RECORDS FOR THIS TASK ::
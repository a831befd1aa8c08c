// Copyright (c) Starcoin, Inc.
// SPDX-License-Identifier: Apache-2.0

use crate::error::{RelayerError, RelayerResult};
use anyhow::Context;
use ethers::core::k256::ecdsa::SigningKey;
use ethers::middleware::SignerMiddleware;
use ethers::providers::{Http, Middleware, Provider};
use ethers::signers::{Signer, Wallet};
use ethers::types::Bytes;
use std::path::Path;
use std::str::FromStr;
use std::time::{Duration, SystemTime, UNIX_EPOCH};

pub type EthSigner = SignerMiddleware<Provider<Http>, Wallet<SigningKey>>;

/// Decodes a base58 NEAR hash into the `bytes32` the ledger stores.
pub fn near_hash_to_bytes32(hash: &str) -> RelayerResult<[u8; 32]> {
    let bytes = bs58::decode(hash)
        .into_vec()
        .map_err(|e| RelayerError::ParseError(format!("Invalid base58 hash {}: {}", hash, e)))?;
    bytes.try_into().map_err(|bytes: Vec<u8>| {
        RelayerError::ParseError(format!(
            "Hash {} decodes to {} bytes, expected 32",
            hash,
            bytes.len()
        ))
    })
}

pub fn bytes32_to_near_hash(bytes: &[u8; 32]) -> String {
    bs58::encode(bytes).into_string()
}

pub fn near_hash_to_bytes(hash: &str) -> RelayerResult<Bytes> {
    near_hash_to_bytes32(hash).map(|bytes| Bytes::from(bytes.to_vec()))
}

/// Decodes a hex payload produced by the prover, with or without `0x`.
pub fn decode_hex_payload(field: &str, payload: &str) -> RelayerResult<Bytes> {
    let trimmed = payload.strip_prefix("0x").unwrap_or(payload);
    hex::decode(trimmed)
        .map(Bytes::from)
        .map_err(|e| RelayerError::ParseError(format!("Invalid hex in {}: {}", field, e)))
}

pub fn now_millis() -> u64 {
    SystemTime::now()
        .duration_since(UNIX_EPOCH)
        .map(|d| d.as_millis() as u64)
        .unwrap_or_default()
}

/// Reads a hex encoded secp256k1 private key from `path`.
pub fn read_eth_private_key(path: &Path) -> anyhow::Result<String> {
    let content = std::fs::read_to_string(path)
        .with_context(|| format!("Failed to read ledger key from {}", path.display()))?;
    let key = content.trim().trim_start_matches("0x").to_string();
    anyhow::ensure!(
        key.len() == 64 && key.chars().all(|c| c.is_ascii_hexdigit()),
        "Ledger key at {} is not a 32 byte hex string",
        path.display()
    );
    Ok(key)
}

pub async fn get_eth_signer_client(
    url: &str,
    private_key_hex: &str,
    expected_chain_id: Option<u64>,
) -> anyhow::Result<EthSigner> {
    let provider = Provider::<Http>::try_from(url)
        .with_context(|| format!("Invalid eth rpc url {}", url))?
        .interval(Duration::from_millis(2000));
    let chain_id = provider.get_chainid().await?.as_u64();
    if let Some(expected) = expected_chain_id {
        anyhow::ensure!(
            chain_id == expected,
            "Eth chain id mismatch: expected {}, node reports {}",
            expected,
            chain_id
        );
    }
    let wallet = Wallet::from_str(private_key_hex)?.with_chain_id(chain_id);
    Ok(SignerMiddleware::new(provider, wallet))
}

WHAT IS EXPECTED ::
State how many lines of the material contain the string "ParseError", with no other words.

WRITTEN RESPONSE ::
3